Введение

Проблема историософского содержания художественной литературы находится в начальной стадии разработки. За минувшее десятилетие в научный оборот были введены такие понятия, как художественная историософия1, поэтическая историософия2, историософская поэзия3, историософский роман4, историософский стиль5 и другие.

Так, В. В. Полонский, например, считает, что «Художественная историософия есть не просто философия истории, а прежде всего перевод дискретного ряда философствования об истории на язык универсальных символов-мифологем»6. Обосновывая методологически выдвигаемый им термин «поэтическая историософия», И. Ю. Виницкий оговаривает, что здесь имеется в виду «не… исторические штудии и общественная позиция, но поэтическое видение современной истории как части всемирной…»7. Отсюда вытекает необходимость изучения поэтической семантики как адекватного способа выражения историософских взглядов и изучение историософии поэта как художественного текста, разворачивающегося во времени и реагирующего в своем развитии на сущностные исторические перемены.

Т. В. Николаева утверждает, что впервые вводит термин «историософская поэзия» в своей диссертации, давая этому понятию следующее определение: «Историософская поэзия – философско-религиозное содержание стихотворений о Родине… правомерная часть развития русской литературы, объединяющая в себе лучшие черты философской и гражданской поэзии»8.
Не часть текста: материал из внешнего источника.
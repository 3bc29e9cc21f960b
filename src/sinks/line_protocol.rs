use std::time::Duration;

use async_trait::async_trait;
use chrono::Utc;
use tokio::io::AsyncWriteExt;
use tokio::net::TcpStream;
use tokio::time::timeout;

use crate::error::SinkError;

use super::MetricsSink;
use super::format::format_line_protocol;

/// Writes one ILP line per sample; the connection lives for a single call.
#[derive(Debug, Clone)]
pub struct LineProtocolSink {
    address: String,
    timeout: Duration,
}

impl LineProtocolSink {
    #[must_use]
    pub fn new(address: &str, timeout: Duration) -> Self {
        Self {
            address: address.to_owned(),
            timeout,
        }
    }

    async fn send_line(&self, line: &str) -> Result<(), SinkError> {
        let mut stream = TcpStream::connect(self.address.as_str())
            .await
            .map_err(|err| SinkError::Connect {
                address: self.address.clone(),
                source: err,
            })?;
        stream
            .write_all(line.as_bytes())
            .await
            .map_err(|err| SinkError::Write {
                address: self.address.clone(),
                source: err,
            })?;
        stream.shutdown().await.map_err(|err| SinkError::Write {
            address: self.address.clone(),
            source: err,
        })
    }
}

#[async_trait]
impl MetricsSink for LineProtocolSink {
    async fn report(&self, duration_seconds: f64) -> Result<(), SinkError> {
        let line = format_line_protocol(duration_seconds, Utc::now().timestamp_micros())?;
        timeout(self.timeout, self.send_line(&line))
            .await
            .map_err(|_elapsed| SinkError::Timeout {
                address: self.address.clone(),
                timeout: self.timeout,
            })?
    }
}
use tokio::sync::broadcast;

pub type ShutdownSender = broadcast::Sender<()>;
pub type ShutdownReceiver = broadcast::Receiver<()>;
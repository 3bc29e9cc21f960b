use std::time::Duration;

use chrono::{DateTime, Utc};

/// One completed request cycle. Never mutated after creation.
#[derive(Clone, Copy, Debug, PartialEq)]
pub struct LatencySample {
    pub duration_secs: f64,
    pub emitted_at: DateTime<Utc>,
}

impl LatencySample {
    #[must_use]
    pub fn new(duration: Duration) -> Self {
        Self {
            duration_secs: duration.as_secs_f64(),
            emitted_at: Utc::now(),
        }
    }
}

/// Cumulative count and duration sum since process start. Both only grow, and
/// since addition commutes the totals do not depend on arrival order.
#[derive(Clone, Copy, Debug, Default, PartialEq)]
pub struct RunningStats {
    total_requests: u64,
    total_duration_secs: f64,
}

impl RunningStats {
    /// Adds one sample. NaN, infinite and negative durations are dropped
    /// without being counted.
    pub fn record(&mut self, duration_secs: f64) {
        if !duration_secs.is_finite() || duration_secs < 0.0 {
            return;
        }
        self.total_requests = self.total_requests.saturating_add(1);
        self.total_duration_secs += duration_secs;
    }

    #[must_use]
    pub const fn total_requests(&self) -> u64 {
        self.total_requests
    }

    #[must_use]
    pub const fn total_duration_secs(&self) -> f64 {
        self.total_duration_secs
    }

    /// Cumulative mean in seconds, `None` before the first sample.
    #[must_use]
    pub fn average_secs(&self) -> Option<f64> {
        if self.total_requests == 0 {
            return None;
        }
        Some(self.total_duration_secs / self.total_requests as f64)
    }
}
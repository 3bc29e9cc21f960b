//! Helpers shared by the unit test modules.
use std::future::Future;
use std::net::SocketAddr;
use std::time::Duration;

use tokio::io::{AsyncReadExt, AsyncWriteExt};
use tokio::net::{TcpListener, TcpStream};
use tokio::sync::mpsc;
use tokio::task::JoinHandle;
use tokio::time::timeout;

use crate::error::{AppError, AppResult};

pub(crate) const TEST_TIMEOUT: Duration = Duration::from_secs(5);
const MAX_HEADER_BYTES: usize = 16 * 1024;

pub(crate) fn run_async_test<F>(future: F) -> AppResult<()>
where
    F: Future<Output = AppResult<()>>,
{
    let runtime = tokio::runtime::Builder::new_current_thread()
        .enable_all()
        .build()
        .map_err(|err| AppError::validation(format!("Failed to build runtime: {}", err)))?;
    runtime.block_on(future)
}

pub(crate) fn run_multi_thread_test<F>(future: F) -> AppResult<()>
where
    F: Future<Output = AppResult<()>>,
{
    let runtime = tokio::runtime::Builder::new_multi_thread()
        .worker_threads(2)
        .enable_all()
        .build()
        .map_err(|err| AppError::validation(format!("Failed to build runtime: {}", err)))?;
    runtime.block_on(future)
}

/// One request seen by [`TestHttpServer`].
#[derive(Debug, Clone)]
pub(crate) struct RecordedRequest {
    pub request_line: String,
    pub headers: String,
    pub body: String,
}

/// Minimal HTTP/1.1 server answering every request with a fixed status.
pub(crate) struct TestHttpServer {
    pub addr: SocketAddr,
    pub requests: mpsc::UnboundedReceiver<RecordedRequest>,
    task: JoinHandle<()>,
}

impl TestHttpServer {
    pub(crate) async fn start(status: u16, body: &'static str) -> AppResult<Self> {
        Self::start_with_delay(status, body, Duration::ZERO).await
    }

    pub(crate) async fn start_with_delay(
        status: u16,
        body: &'static str,
        delay: Duration,
    ) -> AppResult<Self> {
        let listener = TcpListener::bind("127.0.0.1:0")
            .await
            .map_err(|err| AppError::validation(format!("Failed to bind server: {}", err)))?;
        let addr = listener
            .local_addr()
            .map_err(|err| AppError::validation(format!("Failed to read addr: {}", err)))?;
        let (requests_tx, requests) = mpsc::unbounded_channel();

        let task = tokio::spawn(async move {
            while let Ok((stream, _)) = listener.accept().await {
                let requests_tx = requests_tx.clone();
                tokio::spawn(async move {
                    drop(serve_connection(stream, status, body, delay, &requests_tx).await);
                });
            }
        });

        Ok(Self {
            addr,
            requests,
            task,
        })
    }

    pub(crate) fn base_url(&self) -> String {
        format!("http://{}", self.addr)
    }

    pub(crate) async fn next_request(&mut self) -> AppResult<RecordedRequest> {
        timeout(TEST_TIMEOUT, self.requests.recv())
            .await
            .map_err(|_err| AppError::validation("Timed out waiting for request"))?
            .ok_or_else(|| AppError::validation("Server stopped before a request arrived"))
    }
}

impl Drop for TestHttpServer {
    fn drop(&mut self) {
        self.task.abort();
    }
}

async fn serve_connection(
    mut stream: TcpStream,
    status: u16,
    body: &'static str,
    delay: Duration,
    requests_tx: &mpsc::UnboundedSender<RecordedRequest>,
) -> std::io::Result<()> {
    loop {
        let Some(request) = read_request(&mut stream).await? else {
            return Ok(());
        };
        drop(requests_tx.send(request));
        if !delay.is_zero() {
            tokio::time::sleep(delay).await;
        }
        let response = if status == 204 {
            format!("HTTP/1.1 {} No Content\r\n\r\n", status)
        } else {
            format!(
                "HTTP/1.1 {} Test\r\ncontent-type: text/plain\r\ncontent-length: {}\r\n\r\n{}",
                status,
                body.len(),
                body
            )
        };
        stream.write_all(response.as_bytes()).await?;
    }
}

async fn read_request(stream: &mut TcpStream) -> std::io::Result<Option<RecordedRequest>> {
    let mut buffer = Vec::new();
    let mut chunk = [0_u8; 1024];
    let header_end = loop {
        if let Some(position) = find_header_end(&buffer) {
            break position;
        }
        if buffer.len() > MAX_HEADER_BYTES {
            return Ok(None);
        }
        let read = stream.read(&mut chunk).await?;
        if read == 0 {
            return Ok(None);
        }
        buffer.extend_from_slice(chunk.get(..read).unwrap_or_default());
    };

    let head = String::from_utf8_lossy(buffer.get(..header_end).unwrap_or_default()).into_owned();
    let mut lines = head.split("\r\n");
    let request_line = lines.next().unwrap_or_default().to_owned();
    let headers: Vec<&str> = lines.collect();
    let content_length = headers
        .iter()
        .filter_map(|line| line.split_once(':'))
        .find(|(name, _)| name.trim().eq_ignore_ascii_case("content-length"))
        .and_then(|(_, value)| value.trim().parse::<usize>().ok())
        .unwrap_or(0);

    let body_start = header_end.saturating_add(4);
    let mut body = buffer.get(body_start..).unwrap_or_default().to_vec();
    while body.len() < content_length {
        let read = stream.read(&mut chunk).await?;
        if read == 0 {
            break;
        }
        body.extend_from_slice(chunk.get(..read).unwrap_or_default());
    }

    Ok(Some(RecordedRequest {
        request_line,
        headers: headers.join("\n").to_ascii_lowercase(),
        body: String::from_utf8_lossy(&body).into_owned(),
    }))
}

fn find_header_end(buffer: &[u8]) -> Option<usize> {
    buffer.windows(4).position(|window| window == b"\r\n\r\n")
}

/// An address nothing listens on: bind, read the port, release it.
pub(crate) async fn unused_local_addr() -> AppResult<SocketAddr> {
    let listener = TcpListener::bind("127.0.0.1:0")
        .await
        .map_err(|err| AppError::validation(format!("Failed to bind: {}", err)))?;
    listener
        .local_addr()
        .map_err(|err| AppError::validation(format!("Failed to read addr: {}", err)))
}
Несколько раньше заговорили о жанре историософского романа: «Мережковского по праву надо считать создателем в русской литературе исторического романа нового типа – романа философии истории, романа историософского», – отмечает Л. А. Колобаева9. «Термин историософский роман появился в качестве жанровой номинации романов Мережковского и Солженицына», – уточняет Т. И. Дронова10.

Насколько все эти понятия обоснованны, какие из них точнее определяют суть изучаемого предмета? В настоящей работе нами будет в частности предпринята попытка научной систематизации связей между историософией и художественным текстом. Одним из шагов такой систематизации является выдвигаемое нами понятие историософского текста.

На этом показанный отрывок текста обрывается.